4.2 CARACTERIZAÇÃO DO DESIGN THINKING NA PESQUISA

4.2.2 Praticabilidade

No vídeo 10, a gerente do posto avançado da Ematerce em Madalena/CE, Sra. Maria Lúcia Vitoriano de Lima, dá seu depoimento pessoal a respeito:

O projeto Mandalla, nós consideramos um projeto de grande incentivo para as famílias rurais do estado do Ceará. É um projeto de transição agroecológica e também voltado à pequenas famílias, aquelas que não tem uma condição de desenvolver atividades com grandes irrigações. É uma tecnologia de fácil acesso aos agricultores, posso assim dizer até que é uma tecnologia barata e que está de fato ao alcance dos nossos agricultores familiares. (AGÊNCIA MANDALLA, 2012a)

No que tange a viabilidade técnica e portanto ao critério da praticabilidade do estudo de caso, verificou-se que funcionalmente o sistema Mandalla DHSA é possível de ser utilizado pelas pessoas envolvidas e em qualquer lugar do Brasil, foi inclusive reconhecido e premiado em 2003 como tecnologia social pela Fundação Banco do Brasil. Existe um know-how no processo, fruto de pesquisa, desenvolvimento e realizações práticas, que é transmitido e ensinado através das capacitações oferecidas pela Agência Mandalla quando existe um projeto acontecendo.
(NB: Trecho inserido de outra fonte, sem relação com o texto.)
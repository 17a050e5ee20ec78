//! Timed modifiers ("affects") carried by a character.
//!
//! Each kind has one [`MergePolicy`] deciding what happens when a second
//! instance of the same kind is applied; nothing merges implicitly.

use serde::{Deserialize, Serialize};

/// Kinds of timed modifier the combat rules query.
#[derive(Debug, Clone, Copy, PartialEq, Eq, PartialOrd, Ord, Hash, Serialize, Deserialize)]
pub enum AffectKind {
    /// Ward whose modifier is its remaining strength.
    Sanctuary,
    /// Magical shield trading mana for damage.
    Shield,
    /// Attacks may swing at thin air; modifier counts remaining misses.
    Hallucinate,
    /// Recently dealt damage.
    Anger,
    /// Dodge penalty left by a maul.
    Maul,
    /// Stacking buff earned by mauling.
    MaulBuff,
    /// Defensive stance; modifier is the defend skill knowledge.
    Defend,
    /// Evasion training: attackers suffer an extra malus.
    Evasion,
}

/// Stat a modifier applies to.
#[derive(
    Debug, Clone, Copy, PartialEq, Eq, PartialOrd, Ord, Hash, Serialize, Deserialize, Default,
)]
pub enum ApplyLocation {
    /// Modifier is read by the rule that owns the affect.
    #[default]
    None,
    /// Offensive bonus.
    Ob,
    /// Dodge.
    Dodge,
    /// Parry.
    Parry,
    /// Maul stack counter.
    Maul,
}

/// How a new instance merges with an existing one of the same kind.
#[derive(Debug, Clone, Copy, PartialEq, Eq)]
pub enum MergePolicy {
    /// The new instance replaces the old one.
    Replace,
    /// Durations and modifiers add up.
    Accumulate,
    /// Durations add up to `cap`; each application bumps the counter.
    Stack {
        /// Duration ceiling.
        cap: i32,
    },
}

impl AffectKind {
    /// Merge policy of this kind.
    #[must_use]
    pub const fn merge_policy(self) -> MergePolicy {
        match self {
            AffectKind::Maul => MergePolicy::Accumulate,
            AffectKind::MaulBuff => MergePolicy::Stack { cap: 200 },
            _ => MergePolicy::Replace,
        }
    }
}

/// One timed modifier.
#[derive(Debug, Clone, PartialEq, Eq, Hash, Serialize, Deserialize)]
pub struct Affect {
    /// Kind.
    pub kind: AffectKind,
    /// Remaining fast updates; negative means permanent.
    pub duration: i32,
    /// Magnitude.
    pub modifier: i32,
    /// Stat the modifier applies to.
    pub location: ApplyLocation,
    /// Number of stacked applications.
    pub counter: i32,
}

impl Affect {
    /// Affect with no stat modifier.
    #[must_use]
    pub const fn new(kind: AffectKind, duration: i32, modifier: i32) -> Self {
        Self {
            kind,
            duration,
            modifier,
            location: ApplyLocation::None,
            counter: 1,
        }
    }

    /// Affect modifying a stat.
    #[must_use]
    pub const fn with_location(mut self, location: ApplyLocation) -> Self {
        self.location = location;
        self
    }
}

/// Result of [`AffectSet::apply`].
#[derive(Debug, Clone, Copy, PartialEq, Eq)]
pub enum ApplyResult {
    /// No instance existed.
    Added,
    /// Merged into the existing instance.
    Merged,
    /// Stack is full; nothing changed.
    Refused,
}

/// Affects on one character, at most one per kind.
#[derive(Debug, Clone, PartialEq, Eq, Hash, Default, Serialize, Deserialize)]
pub struct AffectSet {
    affects: Vec<Affect>,
}

impl AffectSet {
    /// Empty set.
    #[must_use]
    pub fn new() -> Self {
        Self::default()
    }

    /// Affect of the given kind.
    #[must_use]
    pub fn get(&self, kind: AffectKind) -> Option<&Affect> {
        self.affects.iter().find(|a| a.kind == kind)
    }

    /// Mutable affect of the given kind.
    pub fn get_mut(&mut self, kind: AffectKind) -> Option<&mut Affect> {
        self.affects.iter_mut().find(|a| a.kind == kind)
    }

    /// Whether an affect of the kind is present.
    #[must_use]
    pub fn has(&self, kind: AffectKind) -> bool {
        self.get(kind).is_some()
    }

    /// Apply an affect using the kind's merge policy.
    pub fn apply(&mut self, affect: Affect) -> ApplyResult {
        let Some(existing) = self.get_mut(affect.kind) else {
            self.affects.push(affect);
            return ApplyResult::Added;
        };

        match affect.kind.merge_policy() {
            MergePolicy::Replace => *existing = affect,
            MergePolicy::Accumulate => {
                existing.duration += affect.duration;
                existing.modifier += affect.modifier;
            }
            MergePolicy::Stack { cap } => {
                let total = existing.duration + affect.duration;
                if existing.duration >= cap && total > cap {
                    return ApplyResult::Refused;
                }
                existing.duration = total.min(cap);
                existing.counter += affect.counter;
                existing.location = affect.location;
            }
        }
        ApplyResult::Merged
    }

    /// Remove the affect of the given kind.
    pub fn remove(&mut self, kind: AffectKind) -> Option<Affect> {
        let idx = self.affects.iter().position(|a| a.kind == kind)?;
        Some(self.affects.remove(idx))
    }

    /// Remove everything.
    pub fn clear(&mut self) {
        self.affects.clear();
    }

    /// Sum of modifiers applying to a stat.
    #[must_use]
    pub fn sum_modifier(&self, location: ApplyLocation) -> i32 {
        self.affects
            .iter()
            .filter(|a| a.location == location)
            .map(|a| a.modifier)
            .sum()
    }

    /// Advance durations by one fast update; returns the kinds that expired.
    pub fn tick(&mut self) -> Vec<AffectKind> {
        let mut expired = Vec::new();
        self.affects.retain_mut(|a| {
            if a.duration < 0 {
                return true;
            }
            if a.duration == 0 {
                expired.push(a.kind);
                return false;
            }
            a.duration -= 1;
            true
        });
        expired
    }

    /// Iterate over present affects.
    pub fn iter(&self) -> impl Iterator<Item = &Affect> {
        self.affects.iter()
    }

    /// Number of affects.
    #[must_use]
    pub fn len(&self) -> usize {
        self.affects.len()
    }

    /// Whether no affect is present.
    #[must_use]
    pub fn is_empty(&self) -> bool {
        self.affects.is_empty()
    }
}

#[cfg(test)]
mod tests {
    use super::*;

    #[test]
    fn test_replace_refreshes() {
        let mut set = AffectSet::new();
        assert_eq!(set.apply(Affect::new(AffectKind::Anger, 2, 0)), ApplyResult::Added);
        assert_eq!(set.apply(Affect::new(AffectKind::Anger, 5, 0)), ApplyResult::Merged);
        assert_eq!(set.len(), 1);
        assert_eq!(set.get(AffectKind::Anger).unwrap().duration, 5);
    }

    #[test]
    fn test_maul_penalty_accumulates() {
        let mut set = AffectSet::new();
        let hit = Affect::new(AffectKind::Maul, 8, -5).with_location(ApplyLocation::Dodge);
        set.apply(hit.clone());
        set.apply(hit);
        let maul = set.get(AffectKind::Maul).unwrap();
        assert_eq!(maul.duration, 16);
        assert_eq!(maul.modifier, -10);
        assert_eq!(set.sum_modifier(ApplyLocation::Dodge), -10);
    }

    #[test]
    fn test_maul_buff_caps_and_refuses() {
        let mut set = AffectSet::new();
        let buff = Affect::new(AffectKind::MaulBuff, 150, 0).with_location(ApplyLocation::Maul);
        set.apply(buff.clone());
        assert_eq!(set.apply(buff.clone()), ApplyResult::Merged);
        let stacked = set.get(AffectKind::MaulBuff).unwrap();
        assert_eq!(stacked.duration, 200);
        assert_eq!(stacked.counter, 2);

        assert_eq!(set.apply(buff), ApplyResult::Refused);
        assert_eq!(set.get(AffectKind::MaulBuff).unwrap().counter, 2);
    }

    #[test]
    fn test_tick_expires_after_zero() {
        let mut set = AffectSet::new();
        set.apply(Affect::new(AffectKind::Defend, 1, 50));
        set.apply(Affect::new(AffectKind::Evasion, -1, 0));
        assert!(set.tick().is_empty());
        assert_eq!(set.tick(), vec![AffectKind::Defend]);
        assert!(set.has(AffectKind::Evasion));
        assert!(!set.has(AffectKind::Defend));
    }
}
Por ser possível e funcionar, é que desde o início os agricultores, aprendizes, já são incentivados a aprender na prática, e a começar a produzir, para se apropriar

do conhecimento e do processo. Durante a entrevista com o Sr. Willmar, ele contou que:

“[...] nós conversamos e explicamos que ninguém vai entregar uma Mandalla pronta, e que o processo é de capacitação e aprendizado prático, [...] vamos trabalhar para treinar e capacitá-los, para que você possa aprender como é o processo e a partir daí se você quiser modificar, modifique, mas desde que você tenha entendido. Porque chegar lá com tudo pronto e não saber o processo de montagem do sistema de irrigação, do funcionamento da bomba, de fazer os canteiros, e nem de fazer adubação em nada, de que que adiantou? Então, ninguém tá aqui para tampar buraco, mas para fazer com que vocês possam aprender e nesse aprendizado se gabaritar para conseguir tocar o seu próprio futuro, independentemente da gente estar presente ou não, por isso que o processo é de treinamento contínuo. Todas as etapas dos treinamentos são feitos na prática, então você não vai falar, vai fazer e falando e depois a gente apresenta as cartilhas, para eles ficarem com esse material.” (Willmar – entrevista 2)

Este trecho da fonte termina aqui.